You’ve got to learn who’s in charge. In the inmate community there’s a hierarchy. The guys who have seniority are usually the guys who have been in the most, or who are the toughest on the street, more or less. It’s kind of like the David Milch series Deadwood . The way the inmate prison community is governed is about making it easy for everybody to do their time. Anybody who’s being a dink gets taken care of. Anybody who whines gets taught a lesson. I was fortunate because I knew forty guys who were doing bits at the same time I was. We weren’t all in the same dorms but among the forty of us it became known fairly quickly that these guys are a little bit different and you shouldn’t really fuck with them because they know some heavy people. And we did. Whatever else we were, we were drug dealers, and some drug dealers knew what guns were for. We weren’t all just little kids.

Lefebvre managed to quit doing drugs for four of the eight months he was in jail. In the middle of his stretch, a friend came for a visit and slipped him a bit of something. He recalls,

Actually, I remember Don Ochowicz got out for a Christmas day pass with his family. He came back with three joints and four hits of acid shoved up his ass in tin foil. He was having a hard time evacuating it, but eventually he did. I guess it was with Steve Lewis again — we did another hit of acid together in Spy Hill on Boxing Day 1969. We dropped the acid about two hours before lights out, and after lights out we lit up this joint. We were in bunks next to each other and we were passing this joint back and forth. We got in maybe three, four tokes each when somebody yells, “Hey, those guys got tokes!” So it was one more quick hit each and you ate it, gulp, like this. So we’re stoned on acid and pot and the screw’s running around trying to see who’s smoking dope. Those were the days. On New Year’s Eve there was a show on TV and Simon & Garfunkel were performing their new song, “Bridge Over Troubled Water.”
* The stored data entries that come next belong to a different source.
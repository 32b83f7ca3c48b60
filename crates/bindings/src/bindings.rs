#![allow(clippy::too_many_arguments)]
#![allow(missing_docs)]
use alloy::primitives::{B256, U256};
use volley_constants::{CONTRACT_PRECISION, MOVE_INPUT_LEN, MOVE_PUBLIC_INPUTS};

mod core_move {
    alloy::sol!(
        #[derive(Debug, PartialEq, Eq, serde::Serialize, serde::Deserialize)]
        function move(
            uint256[2] a,
            uint256[2][2] b,
            uint256[2] c,
            uint256[13] input
        );
    );
}
pub use core_move::moveCall;

mod prospect {
    alloy::sol!(
        #[derive(Debug, PartialEq, Eq, serde::Serialize, serde::Deserialize)]
        function prospectPlanet(uint256 location);
    );
}
pub use prospect::prospectPlanetCall;

mod world {
    alloy::sol!(
        #[derive(Debug, PartialEq, Eq)]
        function worldRadius() external view returns (uint256);
    );
}
pub use world::worldRadiusCall;

impl moveCall {
    /// Assemble a move call from a proof and the resources sent.
    ///
    /// The input array holds the circuit's public signals, then both resource
    /// quantities scaled by [`CONTRACT_PRECISION`], then a reserved zero.
    pub fn from_proof(
        a: [U256; 2],
        b: [[U256; 2]; 2],
        c: [U256; 2],
        public_inputs: [U256; MOVE_PUBLIC_INPUTS],
        resource: u64,
        secondary_resource: u64,
    ) -> Self {
        let mut input = [U256::ZERO; MOVE_INPUT_LEN];
        input[..MOVE_PUBLIC_INPUTS].copy_from_slice(&public_inputs);
        input[MOVE_PUBLIC_INPUTS] = U256::from(resource) * U256::from(CONTRACT_PRECISION);
        input[MOVE_PUBLIC_INPUTS + 1] =
            U256::from(secondary_resource) * U256::from(CONTRACT_PRECISION);
        Self { a, b, c, input }
    }

    /// Resource sent, without the contract precision.
    pub fn resource(&self) -> U256 {
        self.input[MOVE_PUBLIC_INPUTS] / U256::from(CONTRACT_PRECISION)
    }

    /// Secondary resource sent, without the contract precision.
    pub fn secondary_resource(&self) -> U256 {
        self.input[MOVE_PUBLIC_INPUTS + 1] / U256::from(CONTRACT_PRECISION)
    }
}

impl prospectPlanetCall {
    /// Prospect the entity at `location`.
    pub fn for_location(location: B256) -> Self {
        Self { location: U256::from_be_bytes(location.0) }
    }
}
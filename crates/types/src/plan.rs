use crate::{Coords, Entity, EntityId, EntityKind};
use serde::{Deserialize, Serialize};

/// Parameters narrowing the set of capture candidates.
#[derive(Debug, Clone, Copy, PartialEq, Serialize, Deserialize)]
#[serde(rename_all = "camelCase")]
pub struct FilterParams {
    /// Maximum search radius, expressed as a percentage of the source's
    /// resource. The oracle converts this into a distance cutoff.
    pub max_distance_percent: u8,
    /// Lowest accepted tier, inclusive.
    pub min_tier: u8,
    /// Highest accepted tier, inclusive.
    pub max_tier: u8,
    /// Required entity type.
    pub kind: EntityKind,
    /// Resource level, as a percentage of the target's cap, that must remain
    /// on the target after capture.
    pub min_resource_floor_percent: f64,
}

impl Default for FilterParams {
    fn default() -> Self {
        Self::new()
    }
}

impl FilterParams {
    /// Filter parameters matching planets of any tier within 85% range,
    /// leaving a 15% floor.
    pub const fn new() -> Self {
        Self {
            max_distance_percent: 85,
            min_tier: 0,
            max_tier: 9,
            kind: EntityKind::Planet,
            min_resource_floor_percent: 15.0,
        }
    }

    /// Set the search radius percentage.
    pub const fn with_max_distance_percent(mut self, percent: u8) -> Self {
        self.max_distance_percent = percent;
        self
    }

    /// Set the accepted tier range, inclusive on both ends.
    pub const fn with_tiers(mut self, min_tier: u8, max_tier: u8) -> Self {
        self.min_tier = min_tier;
        self.max_tier = max_tier;
        self
    }

    /// Set the required entity type.
    pub const fn with_kind(mut self, kind: EntityKind) -> Self {
        self.kind = kind;
        self
    }

    /// Set the post-capture resource floor percentage.
    pub const fn with_min_resource_floor_percent(mut self, percent: f64) -> Self {
        self.min_resource_floor_percent = percent;
        self
    }

    /// True if `tier` falls in the accepted range.
    pub const fn accepts_tier(&self, tier: u8) -> bool {
        self.min_tier <= tier && tier <= self.max_tier
    }
}

/// A target entity scored against a source.
#[derive(Debug, Clone, PartialEq)]
pub struct Candidate {
    /// The target snapshot.
    pub entity: Entity,
    /// Euclidean distance from the source.
    pub distance: f64,
}

impl Candidate {
    /// Score `entity` against `source`.
    pub fn new(source: &Entity, entity: Entity) -> Self {
        let distance = source.distance_to(&entity);
        Self { entity, distance }
    }

    /// Target identifier.
    pub const fn id(&self) -> EntityId {
        self.entity.id
    }
}

/// One action the planner committed to.
///
/// `committed_resource` is always a whole number; the settlement layer
/// rejects fractional commitments.
#[derive(Debug, Clone, Copy, PartialEq, Eq, Hash, Serialize, Deserialize)]
#[serde(rename_all = "camelCase")]
pub struct PlannedAction {
    /// Entity the action departs from.
    pub source: EntityId,
    /// Entity the action targets.
    pub target: EntityId,
    /// Primary resource sent.
    pub committed_resource: u64,
    /// Secondary resource sent.
    pub secondary_resource: u64,
}

impl PlannedAction {
    /// A capture action carrying only the primary resource.
    pub const fn capture(source: EntityId, target: EntityId, committed_resource: u64) -> Self {
        Self { source, target, committed_resource, secondary_resource: 0 }
    }
}

/// Coordinates of both ends of a move.
#[derive(Debug, Clone, Copy, PartialEq, Eq, Serialize, Deserialize)]
pub struct MoveEndpoints {
    /// Where the move departs.
    pub from: Coords,
    /// Where the move lands.
    pub to: Coords,
}

impl MoveEndpoints {
    /// Create a new pair of endpoints.
    pub const fn new(from: Coords, to: Coords) -> Self {
        Self { from, to }
    }

    /// Endpoints of a move between two entity snapshots.
    pub const fn between(source: &Entity, target: &Entity) -> Self {
        Self { from: source.coords, to: target.coords }
    }

    /// Integer displacement `(dx, dy)`.
    pub const fn displacement(&self) -> (i64, i64) {
        (self.to.x - self.from.x, self.to.y - self.from.y)
    }

    /// Smallest whole distance bounding the move, `ceil(sqrt(dx² + dy²))`.
    pub fn bounding_distance(&self) -> u64 {
        let (dx, dy) = self.displacement();
        (dx as f64).hypot(dy as f64).ceil() as u64
    }
}

#[cfg(test)]
mod test {
    use super::*;

    #[test]
    fn tier_range_is_inclusive() {
        let params = FilterParams::new().with_tiers(2, 4);
        assert!(!params.accepts_tier(1));
        assert!(params.accepts_tier(2));
        assert!(params.accepts_tier(4));
        assert!(!params.accepts_tier(5));
    }

    #[test]
    fn bounding_distance_rounds_up() {
        let exact = MoveEndpoints::new(Coords::new(0, 0), Coords::new(3, 4));
        assert_eq!(exact.bounding_distance(), 5);
        assert_eq!(exact.displacement(), (3, 4));

        let inexact = MoveEndpoints::new(Coords::new(1, 1), Coords::new(2, 2));
        assert_eq!(inexact.bounding_distance(), 2);

        let still = MoveEndpoints::new(Coords::new(7, 7), Coords::new(7, 7));
        assert_eq!(still.bounding_distance(), 0);
    }
}
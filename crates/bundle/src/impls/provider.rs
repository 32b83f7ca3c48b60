use crate::Settlement;
use alloy::{
    network::TransactionBuilder,
    primitives::{Address, U256},
    providers::Provider,
    rpc::types::TransactionRequest,
    sol_types::SolCall,
    transports::TransportError,
};
use volley_bindings::worldRadiusCall;

/// Errors returned by the [`Settlement`] implementation for alloy providers.
#[derive(Debug, thiserror::Error)]
#[non_exhaustive]
pub enum SettlementError {
    /// RPC call failed.
    #[error("RPC error: {0}")]
    Rpc(#[from] TransportError),
    /// A contract call returned data that does not decode.
    #[error("failed to decode call result: {0}")]
    Decode(#[from] alloy::sol_types::Error),
    /// A contract value does not fit the expected integer width.
    #[error("value {0} out of range")]
    Overflow(U256),
}

impl<P> Settlement for P
where
    P: Provider,
{
    type Error = SettlementError;

    async fn sequence_number(&self, account: Address) -> Result<u64, Self::Error> {
        self.get_transaction_count(account).await.map_err(Into::into)
    }

    async fn block_height(&self) -> Result<u64, Self::Error> {
        self.get_block_number().await.map_err(Into::into)
    }

    async fn estimate_resource_cost(&self, request: TransactionRequest) -> Result<u64, Self::Error> {
        self.estimate_gas(request).await.map_err(Into::into)
    }

    async fn world_radius(&self, core: Address) -> Result<u64, Self::Error> {
        let request = TransactionRequest::default()
            .with_to(core)
            .with_input(worldRadiusCall {}.abi_encode());
        let output = self.call(request).await?;
        let radius = worldRadiusCall::abi_decode_returns(&output)?;
        u64::try_from(radius).map_err(|_| SettlementError::Overflow(radius))
    }
}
Lefebvre’s story of incarceration seems quaint when compared to the modern perception of jail as a hellhole parallel society that reinforces negative sexual dynamics. Becoming someone’s bitch was never an issue, he recalls, despite the urban myth-making machinery of American television and films: “Sure, they talked about it, but you can’t fuck around with people like that. It wouldn’t take too long for the guys in charge to realize that I knew how to stay out of everybody’s hair. As a matter of survival, you get to know the guys you need to know to make sure nothing happens to you. So if there are violent homosexual guys, I never encountered them in all the times I’ve been in jail. I’m sure it happens, but for every violent homosexual guy there is in jail, you’re going to find two equally violent homophobes.”

With so many hours to fill and only so much reading to be done, Lefebvre had to figure out how to pass the time without losing his gourd:

We played a lot of bridge, all day Saturday and Sunday. It’s an intellectual game — that’s what makes it interesting. And in jail, it’s even more interesting because everybody there knows two hearts and two hearts [rubbing his nose] mean two different things. The second one means I’ve got a whole bunch of hearts but only up to the queen. If you just say two hearts then you’ve got at least the king and maybe the ace. They’ve got all this cheating built in. So you’ve got a tournament in jail, you got four guys sitting at a table and each guy sitting at the table has a scrutineer, and your scrutineer watches the guy beside you. It’s like: “He twitched!” “No, you twitched!” Pretty funny.

Louise Lefebvre, trained by faith and vocation to empathize with suffering, visited her oldest son regularly. She was heartbroken but supportive. Her psychology training and counseling at St. Mary’s — the girls’ school had amalgamated with the boys’ school and become St. Mary’s High School — came in handy. Every Sunday she drove north on Highway 2 for seventy-five minutes to the big house. John’s fifteen-year-old brother, Ted, who had always looked up to John and still does, accompanied her. Once there, they played bridge together — or tried. Ted, who watched, had other ideas. “He knew the ace of spades was a good card,” Louise remembers, “so he stuck it up his sleeve. It really botched up the game. Ted put on a brave front but was upset about John’s arrest, I found out later.”